Com uma vantagem: se somarmos todos os disparates da Igreja ela fica sempre a ganhar porque só tem dois mil anos, enquanto o homem em geral tem mais uns anitos de disparates...
Tenho pena que o facto de perceber que só um doido varrido pode fundar a sua fé na qualidade dos interlocutores eclesiais a tenha afastado.
Existe um santo que se converteu de forma mais aprofundada depois de mergulhar nestas questões de cabeça. Ele viu nestas misérias todas um sinal da acção de Deus. Contrariando o seu orientador espiritual - homem esperimentado por sinal - resolveu fazer uma peregrinação a Roma. Quando regressou cheio de fervor espiritual foi interrogado com surpresa pelo tal orientador.
Ele respondeu: "Padre, depois do que vi em Roma, se a Igreja existe há tantos séculos é porque é mesmo conduzida pelo Espírito Santo."
Só uma notinha final.
Cuidado com o que pede...
Olhe que pode acontecer vir a ter o que sente falta.
E olhe que se acontecer vai perceber que por vezes a fé não é uma muleta mas uma carga de trabalhos :)

Anónimo disse...

À FÉ ? À FÉ só naum chega minha irrmã...

teinqui fázer sácrifissio...

JPN disse...

gostei muito de pensar a partir desta postada.

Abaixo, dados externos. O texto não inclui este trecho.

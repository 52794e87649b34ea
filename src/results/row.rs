use std::collections::HashMap;
use std::sync::Arc;

use serde_json::{Map, Value as JsonValue};

use crate::types::RowValues;

/// A row from a database query result
///
/// Column names are shared by every row of the owning [`ResultSet`](super::ResultSet);
/// values are held in column-declaration order.
#[derive(Debug, Clone, PartialEq)]
pub struct Row {
    /// The column names for this row (shared across all rows in a result set)
    pub column_names: Arc<Vec<String>>,
    /// The values for this row
    pub values: Vec<RowValues>,
    column_index: Arc<HashMap<String, usize>>,
}

impl Row {
    /// Create a row that builds its own column index.
    ///
    /// Rows created through [`ResultSet::add_row_values`](super::ResultSet::add_row_values)
    /// share one index instead.
    #[must_use]
    pub fn new(column_names: Arc<Vec<String>>, values: Vec<RowValues>) -> Self {
        let column_index = Arc::new(index_columns(&column_names));
        Self {
            column_names,
            values,
            column_index,
        }
    }

    pub(crate) fn with_index(
        column_names: Arc<Vec<String>>,
        column_index: Arc<HashMap<String, usize>>,
        values: Vec<RowValues>,
    ) -> Self {
        Self {
            column_names,
            values,
            column_index,
        }
    }

    /// Get the index of a column by name
    #[must_use]
    pub fn get_column_index(&self, column_name: &str) -> Option<usize> {
        self.column_index.get(column_name).copied()
    }

    /// Get a value from the row by column name
    #[must_use]
    pub fn get(&self, column_name: &str) -> Option<&RowValues> {
        self.get_column_index(column_name)
            .and_then(|idx| self.values.get(idx))
    }

    /// Get a value from the row by column index
    #[must_use]
    pub fn get_by_index(&self, index: usize) -> Option<&RowValues> {
        self.values.get(index)
    }

    /// Render the row as a JSON object keyed by column name.
    ///
    /// Keys follow column order. When two columns share a name the later value wins,
    /// as it does for [`Row::get`], matching how the native client builds its row
    /// objects.
    #[must_use]
    pub fn to_json(&self) -> JsonValue {
        let mut object = Map::with_capacity(self.values.len());
        for (name, value) in self.column_names.iter().zip(&self.values) {
            let json = serde_json::to_value(value).unwrap_or(JsonValue::Null);
            object.insert(name.clone(), json);
        }
        JsonValue::Object(object)
    }
}

pub(crate) fn index_columns(column_names: &[String]) -> HashMap<String, usize> {
    let mut index = HashMap::with_capacity(column_names.len());
    for (i, name) in column_names.iter().enumerate() {
        // last occurrence wins, as in the JSON rendering
        index.insert(name.clone(), i);
    }
    index
}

8 e coisa 9 e tal disse...

fiquei a pensar nisto, vejo que outras pessoas também. Agora vou processar os vossos inputs...

queria a dançar a bossa nova, pensei muito em ti quando acabei de escrever isto. Achei que de facto podia ser um bom ponto de partida para uma troca de ideias interessante. Sem dúvida, um workshop avançado.

é muito bom ter amigos profundamente católicos e que conseguem discutir questões complexas sem se tornarem muros de betão. Por exemplo, muito antes do referendo agora aprovado do aborto, a pessoa com quem mais e melhor discuti o que era e o que significava a sua despenalização foi com uma amiga completamente contra, e cuja argumentação não hermética foi muito útil para mim. Votei sim na mesma, ela votou não na mesma. Mas ambas ficámos com a boa sensação de termos discutido sem preconceitos uma com a outra.

"por vezes a fé não é uma muleta mas uma carga de trabalhos", acredito anónimo. É como o amor.